Because many dimensions are at play which no limited measuring tools in their range of application can take into account simultaneously when what is designed is designed FOR ANOTHER HUMAN EARS.... All humans use the same hearing perceptual rules. For example, to sense sound pressure all human’s ear use the higher ordered harmonics. All human’s ears have a masking principle and so on. Because there are a good number of measurements that never make it onto a spec sheet, IMO/IME the above quoted statement is false. If you understand the human hearing perceptual rules and design for them rather than a spec sheet you can easily design a circuit that will sound good the human ear. |
Test tones are used to show how equipment performs below audible levels
but how music performs at listening levels is the deciding criteria. In
that regard science fails miserably. Actually it doesn't. But science is rarely applied when doing measurements. If you want the measurements to show what you need to know in order to know how the equipment will sound, don't hold your breath because spec sheets are generally created as a sales tool. Now it is a simple fact that we can measure and correlate what we measure to what we hear and that is entirely due to studies of how the ear works, mostly done in the last 50 years. If you want to know what to look for, take a look at a post I made on another thread (sorry, its long): Distortion is in all forms of amplification. Of course we want it to be
as low as possible but the ear poses some real challenges.
It
uses the higher ordered harmonics (5th and above) to sense sound
pressure, and to do that it has to be keenly sensitive to them! The ear
is more sensitive to the higher ordered harmonics than almost anything
else. For this reason, a THD of 0.01% can be very audible if that’s
mostly higher orders.
The ear assigns tonality to all forms of
distortion! The higher orders get ’harsh and bright’. We’ve all been
hearing this in most solid state amps made in the last 70 years. Its why
tubes are still around!!
The lower orders (2nd, 3rd and 4th) are
nearly inaudible and mostly contribute to ’bloom’ and ’warmth’ using
audiophile terms. The ear has a masking principle where louder sounds
mask the presence of quieter sounds; if the lower orders are in
sufficient quantity, they will mask the presence of the higher orders.

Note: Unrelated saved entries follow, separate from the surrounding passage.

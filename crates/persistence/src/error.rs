use thiserror::Error;

/// Errors that can occur when reading or writing persisted session state.
#[derive(Debug, Error)]
pub enum PersistenceError {
    /// The stored blob could not be read back as a session snapshot.
    #[error("Persisted snapshot under '{key}' is corrupted: {reason}")]
    Corrupted { key: String, reason: String },

    /// The stored snapshot was written by an incompatible schema.
    #[error("Unsupported snapshot schema version {found} (expected {expected})")]
    UnsupportedSchema { found: u32, expected: u32 },

    /// The storage backend rejected the operation.
    #[error("Storage backend error: {0}")]
    Storage(String),

    /// A filesystem error occurred.
    #[error("I/O error: {0}")]
    Io(#[from] std::io::Error),

    /// A serialization error occurred while writing.
    #[error("Serialization error: {0}")]
    Serialization(#[from] serde_json::Error),
}

impl PersistenceError {
    /// Returns true if the stored data is unreadable rather than unreachable.
    ///
    /// Corrupted data degrades to an empty session; backend failures do not
    /// say anything about the stored contents.
    pub fn is_corrupted(&self) -> bool {
        matches!(
            self,
            PersistenceError::Corrupted { .. } | PersistenceError::UnsupportedSchema { .. }
        )
    }
}

/// Result type for persistence operations.
pub type Result<T> = std::result::Result<T, PersistenceError>;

When this happens, the amp will sound smooth and because the lower
orders are mostly inaudible it will appear to be relatively neutral. If
the amp has such a distortion signature this will be the case whether
tube or solid state. But for technical reasons (its very hard to build a
zero feedback solid state amp), until recently this has mostly been
describing tube amplifiers.
The problem has been up until
fairly recently that the the devices (whether tube or semiconductor)

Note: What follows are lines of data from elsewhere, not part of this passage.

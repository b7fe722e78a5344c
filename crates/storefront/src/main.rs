//! Storefront command shell entry point.

use std::sync::Arc;

use storefront::commands::{self, Command, HELP};
use storefront::{Config, Storefront};
use tokio::io::{AsyncBufReadExt, AsyncWriteExt, BufReader};
use tracing_subscriber::EnvFilter;
use tracing_subscriber::layer::SubscriberExt;
use tracing_subscriber::util::SubscriberInitExt;

#[tokio::main]
async fn main() -> Result<(), Box<dyn std::error::Error>> {
    let config = Config::from_env();

    // 1. Initialize tracing
    tracing_subscriber::registry()
        .with(
            EnvFilter::try_from_default_env()
                .unwrap_or_else(|_| EnvFilter::new(config.log_level.as_str())),
        )
        .with(tracing_subscriber::fmt::layer().with_writer(std::io::stderr))
        .init();

    // 2. Install Prometheus metrics recorder
    let metrics_handle = metrics_exporter_prometheus::PrometheusBuilder::new().install_recorder()?;

    // 3. Open the session and restore whatever it had
    let catalog = Arc::new(storefront::catalog::demo_catalog());
    let mut storefront = Storefront::open(config, catalog)?;
    let start = storefront.start();
    tracing::info!(identity = %start.identity, "storefront ready");

    // 4. Read commands until quit or end of input
    let mut stdout = tokio::io::stdout();
    let mut lines = BufReader::new(tokio::io::stdin()).lines();
    stdout
        .write_all(b"storefront shell, type 'help' for commands\n")
        .await?;

    loop {
        stdout.write_all(b"> ").await?;
        stdout.flush().await?;
        let Some(line) = lines.next_line().await? else {
            break;
        };
        if line.trim().is_empty() {
            continue;
        }

        let output = match line.parse::<Command>() {
            Ok(Command::Quit) => break,
            Ok(Command::Help) => HELP.to_string(),
            Ok(Command::Metrics) => metrics_handle.render(),
            Ok(command) => match commands::execute(&mut storefront, command).await {
                Ok(output) => output,
                Err(e) => format!("error: {e}"),
            },
            Err(e) => format!("{e}\n{HELP}"),
        };
        stdout.write_all(output.as_bytes()).await?;
        stdout.write_all(b"\n").await?;
    }

    tracing::info!("storefront shell closed");
    Ok(())
}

didn’t exist to allow the amplifier design to have a sufficient amount
of feedback (on an engineering basis, the devices didn’t exist to allow
for sufficient gain bandwidth product). You have several hurdles to
cross; first when adding a lot of feedback you can’t exceed the phase
margin of the amp otherwise it becomes unstable and can oscillate. Phase
margin is an engineering way of saying that there’s a certain high
frequency above which the negative feedback applied is no longer
negative due to phase shift in the circuit.
The second problem is
you have to have an enormous amount of gain- and with gain you get
phase shift- because you really need north of 35dB of feedback in order
to allow the amplifier to clean up the distortion caused by the
application of feedback itself (which tends to be almost entirely higher
ordered harmonics, caused by the process of bifurcation occurring at
the point where the feedback is combined with the input signal). These
higher ordered harmonics are of course audible which is why feedback has
gotten a bad rap in high end audio over the last 40 years.
So
you have to blow off 35 db of gain with feedback and still have a good
25dB of gain left over- so this means that at a minimum any amplifier
that uses feedback properly will have a total gain (called ’loop gain’)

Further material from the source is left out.